═════ Input records ═════

#[cfg(test)]
mod tests {
    use super::*;
    use crate::api::request::{AttendanceRequest, DayRecordRequest, EmployeeRequest};
    use crate::config::ConfigLoader;
    use crate::models::{DayStatus, LineItemKind, QuoteKind, SalaryType};
    use axum::{
        body::Body,
        http::{Request, StatusCode},
    };
    use std::str::FromStr;
    use tower::ServiceExt;

    fn create_test_state() -> AppState {
        let config = ConfigLoader::load("./config/office").expect("Failed to load config");
        AppState::new(config)
    }

    fn dec(s: &str) -> Decimal {
        Decimal::from_str(s).unwrap()
    }

    fn monthly_employee(id: &str, salary: &str) -> EmployeeRequest {
        EmployeeRequest {
            id: id.to_string(),
            name: "Tran Van A".to_string(),
            salary_type: SalaryType::Monthly,
            salary_monthly: Some(dec(salary)),
            salary_daily: None,
            allowances: vec![],
        }
    }

    fn payroll_request() -> PayrollRequest {
        PayrollRequest {
            month: "2026-01".to_string(),
            employees: vec![monthly_employee("emp_001", "13000000")],
            attendance: AttendanceRequest::default(),
            projects: vec![],
            policy: None,
        }
    }

    async fn post_json(router: Router, uri: &str, body: String) -> axum::response::Response {
        router
            .oneshot(
                Request::builder()
                    .method("POST")
                    .uri(uri)
                    .header("Content-Type", "application/json")
                    .body(Body::from(body))
                    .unwrap(),
            )
            .await
            .unwrap()
    }

    async fn body_json<T: serde::de::DeserializeOwned>(response: axum::response::Response) -> T {
        let body = axum::body::to_bytes(response.into_body(), usize::MAX)
            .await
            .unwrap();
        serde_json::from_slice(&body).unwrap()
    }

    #[tokio::test]
    async fn test_calculate_valid_request_returns_200() {
        let router = create_router(create_test_state());
        let body = serde_json::to_string(&payroll_request()).unwrap();

        let response = post_json(router, "/payroll/calculate", body).await;
        assert_eq!(response.status(), StatusCode::OK);

        let content_type = response.headers().get("content-type").unwrap();
        assert_eq!(content_type, "application/json");

        let result: PayrollCalculationResponse = body_json(response).await;
        assert_eq!(result.month, "2026-01");
        assert_eq!(result.employee_count, 1);

        // January 2026 has 27 implicit work days under the default weekend
        // policy; daily rate 13,000,000 / 26 = 500,000.
        let detail = &result.details[0];
        assert_eq!(detail.actual_work_days, 27);
        assert_eq!(detail.base_salary, dec("13500000"));
    }

    #[tokio::test]
    async fn test_calculate_with_attendance_records() {
        let router = create_router(create_test_state());

        let mut request = payroll_request();
        request.attendance = AttendanceRequest {
            weekend: None,
            holidays: vec![1],
            records: vec![DayRecordRequest {
                employee_id: "emp_001".to_string(),
                day: 5,
                status: DayStatus::Leave,
                multiplier: 1,
            }],
        };
        let body = serde_json::to_string(&request).unwrap();

        let response = post_json(router, "/payroll/calculate", body).await;
        assert_eq!(response.status(), StatusCode::OK);

        let result: PayrollCalculationResponse = body_json(response).await;
        let detail = &result.details[0];
        // 27 implicit days minus the holiday and the leave day.
        assert_eq!(detail.actual_work_days, 25);
        assert_eq!(detail.leave_pay, dec("500000"));
    }

    #[tokio::test]
    async fn test_calculate_malformed_json_returns_400() {
        let router = create_router(create_test_state());

        let response = post_json(router, "/payroll/calculate", "{invalid json".to_string()).await;
        assert_eq!(response.status(), StatusCode::BAD_REQUEST);

        let error: ApiError = body_json(response).await;
        assert_eq!(error.code, "MALFORMED_JSON");
    }

    #[tokio::test]
    async fn test_calculate_missing_month_returns_400() {
        let router = create_router(create_test_state());

        let response = post_json(
            router,
            "/payroll/calculate",
            r#"{"employees": []}"#.to_string(),
        )
        .await;
        assert_eq!(response.status(), StatusCode::BAD_REQUEST);

        let error: ApiError = body_json(response).await;
        assert_eq!(error.code, "VALIDATION_ERROR");
        assert!(error.message.contains("month"));
    }

    #[tokio::test]
    async fn test_calculate_invalid_month_returns_400() {
        let router = create_router(create_test_state());

        let mut request = payroll_request();
        request.month = "2026-13".to_string();
        let body = serde_json::to_string(&request).unwrap();

        let response = post_json(router, "/payroll/calculate", body).await;
        assert_eq!(response.status(), StatusCode::BAD_REQUEST);

        let error: ApiError = body_json(response).await;
        assert_eq!(error.code, "INVALID_MONTH");
    }

    #[tokio::test]
    async fn test_calculate_out_of_range_day_returns_400() {
        let router = create_router(create_test_state());

        let mut request = payroll_request();
        request.attendance.records.push(DayRecordRequest {
            employee_id: "emp_001".to_string(),
            day: 32,
            status: DayStatus::Present,
            multiplier: 1,
        });
        let body = serde_json::to_string(&request).unwrap();

        let response = post_json(router, "/payroll/calculate", body).await;
        assert_eq!(response.status(), StatusCode::BAD_REQUEST);

        let error: ApiError = body_json(response).await;
        assert_eq!(error.code, "DAY_OUT_OF_RANGE");
    }

    #[tokio::test]
    async fn test_finalize_then_duplicate_returns_409() {
        let state = create_test_state();
        let body = serde_json::to_string(&payroll_request()).unwrap();

        let response = post_json(
            create_router(state.clone()),
            "/payroll/finalize",
            body.clone(),
        )
        .await;
        assert_eq!(response.status(), StatusCode::CREATED);

        let record: PayrollRecord = body_json(response).await;
        assert_eq!(record.month, "2026-01");
        assert_eq!(record.employee_count, 1);

        let response = post_json(create_router(state), "/payroll/finalize", body).await;
        assert_eq!(response.status(), StatusCode::CONFLICT);

        let error: ApiError = body_json(response).await;
        assert_eq!(error.code, "PAYROLL_ALREADY_FINALIZED");
    }

    #[tokio::test]
    async fn test_history_lists_finalized_months() {
        let state = create_test_state();

        let response = create_router(state.clone())
            .oneshot(
                Request::builder()
                    .method("GET")
                    .uri("/payroll/history")
                    .body(Body::empty())
                    .unwrap(),
            )
            .await
            .unwrap();
        assert_eq!(response.status(), StatusCode::OK);
        let history: HistoryResponse = body_json(response).await;
        assert!(history.records.is_empty());

        let body = serde_json::to_string(&payroll_request()).unwrap();
        post_json(create_router(state.clone()), "/payroll/finalize", body).await;

        let response = create_router(state)
            .oneshot(
                Request::builder()
                    .method("GET")
                    .uri("/payroll/history")
                    .body(Body::empty())
                    .unwrap(),
            )
            .await
            .unwrap();
        let history: HistoryResponse = body_json(response).await;
        assert_eq!(history.records.len(), 1);
        assert_eq!(history.records[0].month, "2026-01");
    }

    #[tokio::test]
    async fn test_quote_from_template_returns_priced_items() {
        let router = create_router(create_test_state());

        let body = r#"{
            "kind": "drawing",
            "area": "150",
            "zone": "urban"
        }"#;

        let response = post_json(router, "/quote/price", body.to_string()).await;
        assert_eq!(response.status(), StatusCode::OK);

        let result: QuoteResponse = body_json(response).await;
        assert!(result.quote_id.starts_with("BG-"));
        assert_eq!(result.kind, QuoteKind::Drawing);

        let survey = result
            .items
            .iter()
            .find(|i| i.kind == LineItemKind::AutoSurvey)
            .unwrap();
        assert_eq!(survey.price, dec("1224000"));

        let inspection = result
            .items
            .iter()
            .find(|i| i.kind == LineItemKind::AutoInspection)
            .unwrap();
        // (1,224,000 + 1,000,000) * 0.25.
        assert_eq!(inspection.price, dec("556000"));

        assert_eq!(result.total, quote_total(&result.items));
    }

    #[tokio::test]
    async fn test_quote_ids_are_sequential() {
        let state = create_test_state();
        let body = r#"{"kind": "drawing", "area": "150", "zone": "rural"}"#;

        let first = post_json(
            create_router(state.clone()),
            "/quote/price",
            body.to_string(),
        )
        .await;
        let second = post_json(create_router(state), "/quote/price", body.to_string()).await;

        let first: QuoteResponse = body_json(first).await;
        let second: QuoteResponse = body_json(second).await;
        assert!(first.quote_id.ends_with("-0001"));
        assert!(second.quote_id.ends_with("-0002"));
    }

    #[tokio::test]
    async fn test_quote_with_explicit_items_reprices_them() {
        let router = create_router(create_test_state());

        let body = r#"{
            "kind": "new_certificate",
            "area": "200",
            "zone": "rural",
            "location_unit_price": "1500000",
            "items": [
                {
                    "id": "transfer_tax",
                    "name": "Transfer income tax",
                    "kind": "auto_transfer_tax",
                    "price": "0",
                    "enabled": true
                },
                {
                    "id": "extract",
                    "name": "Map extract",
                    "kind": "flat",
                    "price": "120000",
                    "enabled": true,
                    "custom": true
                }
            ]
        }"#;

        let response = post_json(router, "/quote/price", body.to_string()).await;
        assert_eq!(response.status(), StatusCode::OK);

        let result: QuoteResponse = body_json(response).await;
        // 200 * 2.5 * 1,500,000 + 120,000.
        assert_eq!(result.total, dec("750120000"));
        assert!(result.items.iter().any(|i| i.custom));
    }

    #[tokio::test]
    async fn test_quote_malformed_json_returns_400() {
        let router = create_router(create_test_state());

        let response = post_json(router, "/quote/price", "not json".to_string()).await;
        assert_eq!(response.status(), StatusCode::BAD_REQUEST);
    }
}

═════

- Problem details -
Please return a copy of each line in the entries that has the string "rural".

- Response box -
        let body = r#"{"kind": "drawing", "area": "150", "zone": "rural"}"#;
            "zone": "rural",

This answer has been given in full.